Pour peu que chaque fœtus ait son propre sac amniotique, et même si les enfants partagent un placenta, il suffit de clamper le cordon ombilical du bébé né au plus près du col de l'utérus, et de s'assurer que la mère ne présente aucun signe d'infection. «L'utérus est stérile, mais pas le vagin. Si l'une des poches des eaux s'est rompue, des bactéries peuvent remonter et une infection peut se développer», explique le Pr Deruelle.

«Gagner deux semaines, c'est capital pour l'enfant»

Lors des naissances gémellaires, les contractions peuvent tout à fait cesser et le col de l'utérus se refermer après l'expulsion du premier enfant. On prend d'ailleurs soin de l'empêcher si la grossesse est à terme, car le risque est alors trop grand pour le bébé resté dans l'utérus. Autrefois, la maman pouvait attendre des heures son deuxième enfant…
Mais à moins de 30 semaines de gestation, le fœtus n'est pas assez développé. «Gagner deux semaines ou plus, c'est alors capital pour le devenir de l'enfant», note Bertrand de Rochambeau. «C'est un tel bénéfice que cela vaut le coup de tenter sa chance, même si l'on ne gagne que quelques heures», renchérit le Pr Deruelle.

Ronaldo naît

À Boston, Lindalva tiendra 24 jours, mis à profit par son bébé pour se développer un peu plus. Fin mars, après 28 semaines et 1 jour de gestation, Ronaldo naît enfin, pesant 500 grammes de plus que son frère 24 jours plus tôt.
Aujourd'hui, les deux nourrissons vont aussi bien que possible.
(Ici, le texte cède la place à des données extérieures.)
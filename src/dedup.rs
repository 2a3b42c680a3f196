use std::collections::HashMap;
use std::sync::{Arc, Mutex as StdMutex};

use chrono::Utc;
use tokio::sync::Mutex;

use crate::models::{normalize_title, IdentityKey, Paper};
use crate::store::{PaperStore, StoreError};

fn fill<T: Clone>(slot: &mut Option<T>, incoming: &Option<T>) {
    if slot.is_none() {
        slot.clone_from(incoming);
    }
}

/// Merge `incoming` into `existing`.
///
/// Optional scalars keep the first non-empty value, metrics take the maximum and
/// keyword/reference sets are unioned. Nothing already present is removed or reduced.
pub fn merge_into(existing: &mut Paper, incoming: &Paper) {
    fill(&mut existing.doi, &incoming.doi);
    fill(&mut existing.abstract_text, &incoming.abstract_text);
    fill(&mut existing.pdf_url, &incoming.pdf_url);
    fill(&mut existing.open_access_url, &incoming.open_access_url);
    fill(&mut existing.publisher_url, &incoming.publisher_url);
    fill(&mut existing.venue, &incoming.venue);
    fill(&mut existing.volume, &incoming.volume);
    fill(&mut existing.issue, &incoming.issue);
    fill(&mut existing.pages, &incoming.pages);
    fill(&mut existing.publisher, &incoming.publisher);
    fill(&mut existing.year, &incoming.year);
    if existing.publication_date.is_none() {
        if let Some(date) = incoming.publication_date {
            existing.set_publication_date(date);
        }
    }
    if existing.authors.is_empty() {
        existing.authors.clone_from(&incoming.authors);
    }

    for (source, id) in &incoming.external_ids {
        existing.add_external_id(source, id.as_str());
    }

    existing.citation_count = existing.citation_count.max(incoming.citation_count);
    existing.reference_count = existing.reference_count.max(incoming.reference_count);
    existing.influential_citation_count = existing
        .influential_citation_count
        .max(incoming.influential_citation_count);

    existing.keywords.extend(incoming.keywords.iter().cloned());
    for r in &incoming.references {
        existing.add_reference(r.as_str());
    }
    fill(&mut existing.analysis, &incoming.analysis);
}

/// Collapse papers sharing an identity key, in encounter order. The first paper seen
/// under a key is kept and later ones are merged into it.
pub fn dedup_papers(papers: Vec<Paper>) -> Vec<Paper> {
    let mut index: HashMap<IdentityKey, usize> = HashMap::new();
    let mut out: Vec<Paper> = Vec::with_capacity(papers.len());
    for paper in papers {
        match index.get(paper.identity()) {
            Some(&i) => merge_into(&mut out[i], &paper),
            None => {
                index.insert(paper.identity().clone(), out.len());
                out.push(paper);
            }
        }
    }
    out
}

/// Commits fetched papers against the persistent store, one identity at a time.
pub struct Reconciler {
    store: Arc<dyn PaperStore>,
    locks: StdMutex<HashMap<IdentityKey, Arc<Mutex<()>>>>,
}

impl Reconciler {
    pub fn new(store: Arc<dyn PaperStore>) -> Self {
        Self {
            store,
            locks: StdMutex::new(HashMap::new()),
        }
    }

    fn lock_for(&self, key: &IdentityKey) -> Arc<Mutex<()>> {
        let mut locks = self.locks.lock().unwrap_or_else(|e| e.into_inner());
        locks.entry(key.clone()).or_default().clone()
    }

    fn release(&self, key: &IdentityKey) {
        let mut locks = self.locks.lock().unwrap_or_else(|e| e.into_inner());
        if locks.get(key).is_some_and(|l| Arc::strong_count(l) == 1) {
            locks.remove(key);
        }
    }

    /// Find the persisted version of `fetched` (by DOI, then by normalized title),
    /// merge the fetched data into it and write it back; insert when nothing matches.
    /// Returns the record as stored.
    ///
    /// A DOI-keyed paper also holds the lock of its title key, since the lookup may fall
    /// through to a title match. Title locks are always taken last.
    pub async fn reconcile(&self, fetched: Paper) -> Result<Paper, StoreError> {
        let mut keys = vec![fetched.identity().clone()];
        if matches!(fetched.identity(), IdentityKey::Doi(_)) {
            let title = normalize_title(&fetched.title);
            if !title.is_empty() {
                keys.push(IdentityKey::Title(title));
            }
        }

        let locks: Vec<Arc<Mutex<()>>> = keys.iter().map(|k| self.lock_for(k)).collect();
        let result = {
            let mut guards = Vec::with_capacity(locks.len());
            for lock in &locks {
                guards.push(lock.lock().await);
            }
            self.reconcile_locked(fetched).await
        };
        drop(locks);
        for key in &keys {
            self.release(key);
        }
        result
    }

    async fn reconcile_locked(&self, fetched: Paper) -> Result<Paper, StoreError> {
        let mut existing = match fetched.doi.as_deref() {
            Some(doi) => self.store.find_by_doi(doi).await?,
            None => None,
        };
        if existing.is_none() {
            existing = self
                .store
                .find_by_title(&fetched.title)
                .await?
                .filter(|candidate| dois_compatible(candidate, &fetched));
        }

        let paper = match existing {
            Some(mut persisted) => {
                merge_into(&mut persisted, &fetched);
                persisted.updated_at = Utc::now();
                tracing::debug!(id = %persisted.id, identity = %persisted.identity(), "Merged into persisted paper");
                persisted
            }
            None => fetched,
        };
        self.store.upsert(&paper).await?;
        Ok(paper)
    }
}

/// Two records with different DOIs are different papers even if their titles agree.
fn dois_compatible(a: &Paper, b: &Paper) -> bool {
    match (a.doi_key(), b.doi_key()) {
        (Some(x), Some(y)) => x == y,
        _ => true,
    }
}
Ils resteront suivis plusieurs années: «On attend l'âge de l'entrée à l'école pour affirmer qu'il n'y a pas de séquelle cognitive, et même davantage pour s'assurer que rien d'autre n'est déréglé, par exemple au niveau hormonal», précise le Dr de Rochambeau.
Les jumeaux de Boston ont grossi, respirent normalement, commencent à boire au sein ou au biberon. Chacun, déjà, manifeste son caractère, raconte la maman: Alexandre hurle s'il a faim, quand son frère se contente d'un doux miaulement. Ils pourraient rentrer chez eux vers la mi-juin, période à laquelle ils auraient dû naître. «L'un de nos jumeaux est né en hiver, l'autre au printemps», résume la jeune maman. Il lui restera à peaufiner son discours pour expliquer pourquoi ses jumeaux ont partagé son utérus, mais pas leur gâteau d'anniversaire.

Placenta, sac amniotique: qui partage quoi?

Les vrais jumeaux, dits monozygotes, naissent de la division accidentelle du même œuf, issu des amours d'un unique spermatozoïde avec un ovule. Le degré d'intimité des embryons dépend du stade de développement auquel l'œuf se sépare en deux.
Dans un tiers des cas, le partage se fait dans les deux premiers jours après la fécondation. Les jumeaux ont alors chacun un placenta, chacun un sac amniotique. Dans 70% des cas, l'œuf se divise entre le 3e et le 7e jour ; les bébés en devenir partagent le même placenta mais grandissent chacun dans leur propre sac amniotique. Enfin, 1% des œufs se séparent très tardivement (après huit jours) et les bébés partagent le même placenta et le même sac amniotique.
Quant aux «faux» jumeaux (dizygotes), ils se développent à partir de deux fécondations survenues simultanément et ne partagent donc rien de plus que le même utérus: chacun a son propre placenta et son propre sac amniotique.